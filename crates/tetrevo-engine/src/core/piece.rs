use std::fmt;

use rand::{Rng, distr::StandardUniform, prelude::Distribution};

/// Column of the anchor where new pieces appear.
pub const PIECE_SPAWN_X: i32 = 3;
/// Row of the anchor where new pieces appear.
pub const PIECE_SPAWN_Y: i32 = 0;

/// A Tetris piece (tetromino) with position, rotation, and type.
///
/// Pieces are immutable values - movement and rotation return new `Piece` instances.
///
/// # Coordinate System
///
/// - `(x, y)` is the top-left corner of the piece's 4×4 bounding box in board coordinates
/// - X increases rightward (columns), Y increases downward (rows)
/// - Both coordinates are signed: a piece may hang over the left edge of its bounding box or
///   sit partially above the visible board
///
/// # Example
///
/// ```
/// use tetrevo_engine::{Piece, PieceKind, PieceRotation};
///
/// let piece = Piece::new(PieceKind::T);
/// assert_eq!((piece.x(), piece.y()), (3, 0));
///
/// let rotated = piece.rotated_right().down();
/// assert_eq!(rotated.rotation(), PieceRotation::new(1).unwrap());
/// assert_eq!(rotated.y(), 1);
/// ```
#[derive(Debug, Clone, Copy, PartialEq, Eq)]
pub struct Piece {
    kind: PieceKind,
    rotation: PieceRotation,
    x: i32,
    y: i32,
}

impl Piece {
    /// Creates a piece at the spawn position in its initial rotation.
    #[must_use]
    pub const fn new(kind: PieceKind) -> Self {
        Self::at(kind, PieceRotation::SPAWN, PIECE_SPAWN_X, PIECE_SPAWN_Y)
    }

    #[must_use]
    pub const fn at(kind: PieceKind, rotation: PieceRotation, x: i32, y: i32) -> Self {
        Self {
            kind,
            rotation,
            x,
            y,
        }
    }

    #[must_use]
    pub const fn kind(&self) -> PieceKind {
        self.kind
    }

    #[must_use]
    pub const fn rotation(&self) -> PieceRotation {
        self.rotation
    }

    #[must_use]
    pub const fn x(&self) -> i32 {
        self.x
    }

    #[must_use]
    pub const fn y(&self) -> i32 {
        self.y
    }

    #[must_use]
    pub fn shape(&self) -> Shape {
        self.kind.shape(self.rotation)
    }

    /// Returns the board coordinates `(x, y)` of every cell the piece occupies.
    ///
    /// Coordinates may lie outside the board.
    pub fn occupied_positions(&self) -> impl Iterator<Item = (i32, i32)> + use<> {
        let (x0, y0) = (self.x, self.y);
        self.shape()
            .occupied_cells()
            .map(move |(dx, dy)| (x0 + dx, y0 + dy))
    }

    #[must_use]
    pub const fn with_y(&self, y: i32) -> Self {
        Self::at(self.kind, self.rotation, self.x, y)
    }

    #[must_use]
    pub const fn up(&self) -> Self {
        self.with_y(self.y - 1)
    }

    #[must_use]
    pub const fn down(&self) -> Self {
        self.with_y(self.y + 1)
    }

    #[must_use]
    pub const fn rotated_right(&self) -> Self {
        Self::at(self.kind, self.rotation.rotated_right(), self.x, self.y)
    }
}

impl fmt::Display for Piece {
    fn fmt(&self, f: &mut fmt::Formatter<'_>) -> fmt::Result {
        write!(f, "{}#{}@{},{}", self.kind, self.rotation, self.x, self.y)
    }
}

/// Rotation state of a piece.
///
/// - `0`: spawn orientation
/// - `1`: 90° clockwise
/// - `2`: 180°
/// - `3`: 270° clockwise (90° counterclockwise)
///
/// Rotation operations wrap around modulo 4.
#[derive(Debug, Default, Clone, Copy, PartialEq, Eq, PartialOrd, Ord, Hash, derive_more::Display)]
pub struct PieceRotation(u8);

impl PieceRotation {
    pub const SPAWN: Self = Self(0);
    /// All rotation states in ascending order.
    pub const ALL: [Self; 4] = [Self(0), Self(1), Self(2), Self(3)];

    #[must_use]
    pub const fn new(rotation: u8) -> Option<Self> {
        if rotation < 4 {
            Some(Self(rotation))
        } else {
            None
        }
    }

    #[must_use]
    pub const fn rotated_right(self) -> Self {
        Self((self.0 + 1) % 4)
    }

    #[must_use]
    pub const fn rotated_left(self) -> Self {
        Self((self.0 + 3) % 4)
    }

    const fn as_usize(self) -> usize {
        self.0 as usize
    }
}

/// Enum representing the type of piece.
///
/// The discriminant is the piece id stored in board cells (1-7).
#[derive(Debug, Clone, Copy, PartialEq, Eq, Hash, derive_more::Display)]
#[repr(u8)]
pub enum PieceKind {
    /// I-piece.
    I = 1,
    /// O-piece.
    O = 2,
    /// T-piece.
    T = 3,
    /// S-piece.
    S = 4,
    /// Z-piece.
    Z = 5,
    /// J-piece.
    J = 6,
    /// L-piece.
    L = 7,
}

impl Distribution<PieceKind> for StandardUniform {
    fn sample<R: Rng + ?Sized>(&self, rng: &mut R) -> PieceKind {
        match rng.random_range(1..=7) {
            1 => PieceKind::I,
            2 => PieceKind::O,
            3 => PieceKind::T,
            4 => PieceKind::S,
            5 => PieceKind::Z,
            6 => PieceKind::J,
            _ => PieceKind::L,
        }
    }
}

impl PieceKind {
    /// Number of piece types (7).
    pub const LEN: usize = 7;

    /// All piece kinds in id order.
    pub const ALL: [Self; Self::LEN] = [
        PieceKind::I,
        PieceKind::O,
        PieceKind::T,
        PieceKind::S,
        PieceKind::Z,
        PieceKind::J,
        PieceKind::L,
    ];

    /// Returns the piece id (1-7).
    #[must_use]
    pub const fn id(self) -> u8 {
        self as u8
    }

    /// Looks up a piece kind by its id.
    ///
    /// # Examples
    ///
    /// ```
    /// use tetrevo_engine::PieceKind;
    ///
    /// assert_eq!(PieceKind::from_id(2), Some(PieceKind::O));
    /// assert_eq!(PieceKind::from_id(0), None);
    /// assert_eq!(PieceKind::from_id(8), None);
    /// ```
    #[must_use]
    pub const fn from_id(id: u8) -> Option<Self> {
        match id {
            1..=7 => Some(Self::ALL[id as usize - 1]),
            _ => None,
        }
    }

    /// Returns the occupancy mask of this piece in the given rotation.
    #[must_use]
    pub const fn shape(self, rotation: PieceRotation) -> Shape {
        PIECE_SHAPES[self as usize - 1][rotation.as_usize()]
    }

    #[must_use]
    pub const fn as_char(self) -> char {
        match self {
            PieceKind::I => 'I',
            PieceKind::O => 'O',
            PieceKind::T => 'T',
            PieceKind::S => 'S',
            PieceKind::Z => 'Z',
            PieceKind::J => 'J',
            PieceKind::L => 'L',
        }
    }

    #[must_use]
    pub const fn from_char(c: char) -> Option<Self> {
        match c {
            'I' => Some(PieceKind::I),
            'O' => Some(PieceKind::O),
            'T' => Some(PieceKind::T),
            'S' => Some(PieceKind::S),
            'Z' => Some(PieceKind::Z),
            'J' => Some(PieceKind::J),
            'L' => Some(PieceKind::L),
            _ => None,
        }
    }
}

/// Occupancy of a piece within its 4×4 bounding box.
///
/// Each row is a 4-bit mask where bit `c` marks column `c` as occupied.
#[derive(Debug, Clone, Copy, PartialEq, Eq)]
pub struct Shape {
    rows: [u8; 4],
}

impl Shape {
    pub const SIZE: usize = 4;

    #[must_use]
    pub const fn is_occupied(self, column: usize, row: usize) -> bool {
        self.rows[row] & (1 << column) != 0
    }

    /// Returns the `(column, row)` offsets of the occupied cells, row by row.
    pub fn occupied_cells(self) -> impl Iterator<Item = (i32, i32)> {
        (0u8..4).flat_map(move |dy| {
            (0u8..4)
                .filter(move |&dx| self.is_occupied(usize::from(dx), usize::from(dy)))
                .map(move |dx| (i32::from(dx), i32::from(dy)))
        })
    }

    /// Returns the number of occupied cells (always 4 for tetrominoes).
    #[must_use]
    pub const fn cell_count(self) -> u32 {
        let mut count = 0;
        let mut i = 0;
        while i < Self::SIZE {
            count += self.rows[i].count_ones();
            i += 1;
        }
        count
    }
}

const PIECE_SHAPES: [[Shape; 4]; PieceKind::LEN] = {
    const fn s(cells: [[bool; 4]; 4]) -> Shape {
        let mut rows = [0; 4];
        let mut y = 0;
        while y < 4 {
            let mut x = 0;
            while x < 4 {
                if cells[y][x] {
                    rows[y] |= 1 << x;
                }
                x += 1;
            }
            y += 1;
        }
        Shape { rows }
    }

    const C: bool = true;
    const E: bool = false;
    const EEEE: [bool; 4] = [E; 4];

    [
        // I-piece
        [
            s([EEEE, [C, C, C, C], EEEE, EEEE]),
            s([[E, C, E, E], [E, C, E, E], [E, C, E, E], [E, C, E, E]]),
            s([EEEE, EEEE, [C, C, C, C], EEEE]),
            s([[E, E, C, E], [E, E, C, E], [E, E, C, E], [E, E, C, E]]),
        ],
        // O-piece
        [
            s([[E, C, C, E], [E, C, C, E], EEEE, EEEE]),
            s([[E, C, C, E], [E, C, C, E], EEEE, EEEE]),
            s([[E, C, C, E], [E, C, C, E], EEEE, EEEE]),
            s([[E, C, C, E], [E, C, C, E], EEEE, EEEE]),
        ],
        // T-piece
        [
            s([EEEE, [C, C, C, E], [E, C, E, E], EEEE]),
            s([[E, C, E, E], [C, C, E, E], [E, C, E, E], EEEE]),
            s([[E, C, E, E], [C, C, C, E], EEEE, EEEE]),
            s([[E, C, E, E], [E, C, C, E], [E, C, E, E], EEEE]),
        ],
        // S-piece
        [
            s([EEEE, [E, C, C, E], [C, C, E, E], EEEE]),
            s([[E, C, E, E], [E, C, C, E], [E, E, C, E], EEEE]),
            s([EEEE, [E, C, C, E], [C, C, E, E], EEEE]),
            s([[E, C, E, E], [E, C, C, E], [E, E, C, E], EEEE]),
        ],
        // Z-piece
        [
            s([EEEE, [C, C, E, E], [E, C, C, E], EEEE]),
            s([[E, E, C, E], [E, C, C, E], [E, C, E, E], EEEE]),
            s([EEEE, [C, C, E, E], [E, C, C, E], EEEE]),
            s([[E, E, C, E], [E, C, C, E], [E, C, E, E], EEEE]),
        ],
        // J-piece
        [
            s([EEEE, [C, C, C, E], [E, E, C, E], EEEE]),
            s([[E, C, E, E], [E, C, E, E], [C, C, E, E], EEEE]),
            s([[C, E, E, E], [C, C, C, E], EEEE, EEEE]),
            s([[E, C, C, E], [E, C, E, E], [E, C, E, E], EEEE]),
        ],
        // L-piece
        [
            s([EEEE, [C, C, C, E], [C, E, E, E], EEEE]),
            s([[C, C, E, E], [E, C, E, E], [E, C, E, E], EEEE]),
            s([[E, E, C, E], [C, C, C, E], EEEE, EEEE]),
            s([[E, C, E, E], [E, C, E, E], [E, C, C, E], EEEE]),
        ],
    ]
};

#[cfg(test)]
mod tests {
    use rand::SeedableRng as _;
    use rand_pcg::Pcg32;

    use super::*;

    #[test]
    fn test_every_shape_has_four_cells() {
        for kind in PieceKind::ALL {
            for rotation in PieceRotation::ALL {
                assert_eq!(
                    kind.shape(rotation).cell_count(),
                    4,
                    "{kind} rotation {rotation} should have 4 cells"
                );
            }
        }
    }

    #[test]
    fn test_o_piece_is_rotation_invariant() {
        let spawn = PieceKind::O.shape(PieceRotation::SPAWN);
        for rotation in PieceRotation::ALL {
            assert_eq!(PieceKind::O.shape(rotation), spawn);
        }
        let cells: Vec<_> = spawn.occupied_cells().collect();
        assert_eq!(cells, [(1, 0), (2, 0), (1, 1), (2, 1)]);
    }

    #[test]
    fn test_vertical_i_piece_columns() {
        let r1: Vec<_> = PieceKind::I
            .shape(PieceRotation::new(1).unwrap())
            .occupied_cells()
            .collect();
        assert_eq!(r1, [(1, 0), (1, 1), (1, 2), (1, 3)]);

        let r3: Vec<_> = PieceKind::I
            .shape(PieceRotation::new(3).unwrap())
            .occupied_cells()
            .collect();
        assert_eq!(r3, [(2, 0), (2, 1), (2, 2), (2, 3)]);
    }

    #[test]
    fn test_piece_id_round_trip() {
        for (i, kind) in PieceKind::ALL.into_iter().enumerate() {
            assert_eq!(usize::from(kind.id()), i + 1);
            assert_eq!(PieceKind::from_id(kind.id()), Some(kind));
            assert_eq!(PieceKind::from_char(kind.as_char()), Some(kind));
        }
        assert_eq!(PieceKind::from_char('X'), None);
    }

    #[test]
    fn test_rotation_wraps() {
        let r3 = PieceRotation::new(3).unwrap();
        assert_eq!(r3.rotated_right(), PieceRotation::SPAWN);
        assert_eq!(PieceRotation::SPAWN.rotated_left(), r3);
        assert_eq!(PieceRotation::new(4), None);
    }

    #[test]
    fn test_occupied_positions_are_offset_by_anchor() {
        let piece = Piece::at(PieceKind::O, PieceRotation::SPAWN, -1, -1);
        let cells: Vec<_> = piece.occupied_positions().collect();
        assert_eq!(cells, [(0, -1), (1, -1), (0, 0), (1, 0)]);
    }

    #[test]
    fn test_sampling_covers_all_kinds() {
        let mut rng = Pcg32::seed_from_u64(7);
        let mut seen = [false; PieceKind::LEN];
        for _ in 0..500 {
            let kind: PieceKind = rng.random();
            seen[usize::from(kind.id()) - 1] = true;
        }
        assert!(seen.iter().all(|s| *s));
    }

    #[test]
    fn test_piece_display() {
        let piece = Piece::at(PieceKind::S, PieceRotation::new(1).unwrap(), 4, 18);
        assert_eq!(piece.to_string(), "S#1@4,18");
    }
}
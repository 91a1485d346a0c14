use rand::Rng;

use crate::core::PieceKind;

/// One-slot preview of the upcoming piece.
///
/// Every piece is drawn uniformly from the seven kinds. The queue owns no generator; callers
/// pass their RNG in so that a seeded run replays the same sequence.
#[derive(Debug, Clone, Copy, PartialEq, Eq)]
pub struct PieceQueue {
    next: PieceKind,
}

impl PieceQueue {
    /// Creates a queue with a freshly drawn next piece.
    pub fn new<R>(rng: &mut R) -> Self
    where
        R: Rng + ?Sized,
    {
        Self {
            next: rng.random(),
        }
    }

    /// Returns the piece that the next [`Self::pop_next`] will hand out.
    #[must_use]
    pub const fn peek_next(&self) -> PieceKind {
        self.next
    }

    /// Takes the previewed piece and draws a replacement.
    pub fn pop_next<R>(&mut self, rng: &mut R) -> PieceKind
    where
        R: Rng + ?Sized,
    {
        std::mem::replace(&mut self.next, rng.random())
    }
}

#[cfg(test)]
mod tests {
    use rand::SeedableRng;
    use rand_pcg::Pcg32;

    use super::*;

    #[test]
    fn test_pop_returns_previewed_piece() {
        let mut rng = Pcg32::seed_from_u64(7);
        let mut queue = PieceQueue::new(&mut rng);
        for _ in 0..50 {
            let expected = queue.peek_next();
            assert_eq!(queue.pop_next(&mut rng), expected);
        }
    }

    #[test]
    fn test_same_seed_same_sequence() {
        let mut rng1 = Pcg32::seed_from_u64(42);
        let mut rng2 = Pcg32::seed_from_u64(42);
        let mut queue1 = PieceQueue::new(&mut rng1);
        let mut queue2 = PieceQueue::new(&mut rng2);
        for _ in 0..20 {
            assert_eq!(queue1.pop_next(&mut rng1), queue2.pop_next(&mut rng2));
        }
    }
}
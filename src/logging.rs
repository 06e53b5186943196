use std::fs::{self, File};
use std::io;
use std::path::{Path, PathBuf};

use simplelog::{ConfigBuilder, LevelFilter, WriteLogger};

use crate::config::data_file_path;

const LOG_FILE_NAME: &str = "toroid-snake.log";

/// Returns the platform-correct log file path.
#[must_use]
pub fn log_path() -> PathBuf {
    data_file_path(LOG_FILE_NAME)
}

/// Sends `log` records to `path`, truncating any previous run's log.
///
/// The terminal is owned by the game screen, so nothing is logged to
/// stdout or stderr.
pub fn init_file_logger(path: &Path, level: LevelFilter) -> io::Result<()> {
    if let Some(parent) = path.parent().filter(|p| !p.as_os_str().is_empty()) {
        fs::create_dir_all(parent)?;
    }

    let config = ConfigBuilder::new()
        .set_time_format_rfc3339()
        .set_target_level(LevelFilter::Off)
        .build();

    WriteLogger::init(level, config, File::create(path)?)
        .map_err(|error| io::Error::new(io::ErrorKind::AlreadyExists, error))
}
● ● ● ● ●
When you repeat the lines, start with the first line of the material and end with the line that contains "increases downward (rows)", keeping both and reproducing each exactly, with nothing added.

Answer to this problem:
filename crates/tetrevo-engine/src/core/piece.rs
use std::fmt;

use rand::{Rng, distr::StandardUniform, prelude::Distribution};

/// Column of the anchor where new pieces appear.
pub const PIECE_SPAWN_X: i32 = 3;
/// Row of the anchor where new pieces appear.
pub const PIECE_SPAWN_Y: i32 = 0;

/// A Tetris piece (tetromino) with position, rotation, and type.
///
/// Pieces are immutable values - movement and rotation return new `Piece` instances.
///
/// # Coordinate System
///
/// - `(x, y)` is the top-left corner of the piece's 4×4 bounding box in board coordinates
/// - X increases rightward (columns), Y increases downward (rows)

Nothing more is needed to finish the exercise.